### Exercise data
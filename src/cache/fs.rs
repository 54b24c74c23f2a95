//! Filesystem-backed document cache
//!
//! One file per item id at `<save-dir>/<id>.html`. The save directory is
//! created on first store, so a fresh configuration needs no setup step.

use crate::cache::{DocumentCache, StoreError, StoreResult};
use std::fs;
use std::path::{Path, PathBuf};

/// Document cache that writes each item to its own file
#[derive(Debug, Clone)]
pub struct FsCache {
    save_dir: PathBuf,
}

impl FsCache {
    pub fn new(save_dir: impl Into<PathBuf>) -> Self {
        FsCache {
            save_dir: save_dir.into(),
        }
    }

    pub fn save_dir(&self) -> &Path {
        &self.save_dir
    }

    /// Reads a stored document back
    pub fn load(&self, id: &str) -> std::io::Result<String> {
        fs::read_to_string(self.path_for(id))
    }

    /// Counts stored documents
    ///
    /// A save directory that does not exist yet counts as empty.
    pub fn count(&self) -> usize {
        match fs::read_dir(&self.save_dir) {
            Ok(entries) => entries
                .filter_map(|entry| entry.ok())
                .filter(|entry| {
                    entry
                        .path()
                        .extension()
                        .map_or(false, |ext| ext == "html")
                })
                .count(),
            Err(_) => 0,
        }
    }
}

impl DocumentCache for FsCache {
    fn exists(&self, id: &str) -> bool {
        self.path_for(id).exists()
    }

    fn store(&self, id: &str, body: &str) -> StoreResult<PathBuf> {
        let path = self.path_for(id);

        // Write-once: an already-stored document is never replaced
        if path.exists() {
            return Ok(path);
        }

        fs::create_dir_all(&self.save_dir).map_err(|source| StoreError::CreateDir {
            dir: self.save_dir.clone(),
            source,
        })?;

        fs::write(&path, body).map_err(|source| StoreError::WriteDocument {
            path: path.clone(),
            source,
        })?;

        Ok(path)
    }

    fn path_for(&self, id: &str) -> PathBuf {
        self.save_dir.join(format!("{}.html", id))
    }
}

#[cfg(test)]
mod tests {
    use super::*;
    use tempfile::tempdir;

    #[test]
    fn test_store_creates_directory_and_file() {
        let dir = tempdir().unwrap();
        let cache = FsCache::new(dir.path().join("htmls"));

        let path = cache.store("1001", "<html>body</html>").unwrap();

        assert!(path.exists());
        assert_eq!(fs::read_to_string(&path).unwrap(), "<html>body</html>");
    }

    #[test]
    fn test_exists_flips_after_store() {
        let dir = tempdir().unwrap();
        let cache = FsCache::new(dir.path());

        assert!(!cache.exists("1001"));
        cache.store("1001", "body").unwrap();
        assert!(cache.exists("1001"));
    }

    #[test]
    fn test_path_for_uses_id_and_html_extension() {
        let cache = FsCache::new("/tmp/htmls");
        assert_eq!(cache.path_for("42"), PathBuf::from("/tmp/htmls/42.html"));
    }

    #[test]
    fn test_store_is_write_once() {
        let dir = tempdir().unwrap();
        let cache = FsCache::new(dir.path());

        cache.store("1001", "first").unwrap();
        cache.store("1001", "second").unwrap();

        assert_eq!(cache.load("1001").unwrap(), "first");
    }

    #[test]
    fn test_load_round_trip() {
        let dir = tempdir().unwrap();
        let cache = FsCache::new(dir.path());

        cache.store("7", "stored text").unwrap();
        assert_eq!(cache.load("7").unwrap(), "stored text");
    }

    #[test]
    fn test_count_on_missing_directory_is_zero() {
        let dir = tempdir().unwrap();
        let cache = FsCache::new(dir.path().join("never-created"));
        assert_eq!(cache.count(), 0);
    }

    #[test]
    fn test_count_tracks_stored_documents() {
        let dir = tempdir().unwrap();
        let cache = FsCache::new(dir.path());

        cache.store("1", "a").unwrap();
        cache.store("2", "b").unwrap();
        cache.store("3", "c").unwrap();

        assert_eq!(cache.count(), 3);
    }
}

### Aim of the exercise
Could you copy out every line in the material above that contains the string "PathBuf"?

### Problem solution
use std::path::{Path, PathBuf};
    save_dir: PathBuf,
    pub fn new(save_dir: impl Into<PathBuf>) -> Self {
    fn store(&self, id: &str, body: &str) -> StoreResult<PathBuf> {
    fn path_for(&self, id: &str) -> PathBuf {
        assert_eq!(cache.path_for("42"), PathBuf::from("/tmp/htmls/42.html"));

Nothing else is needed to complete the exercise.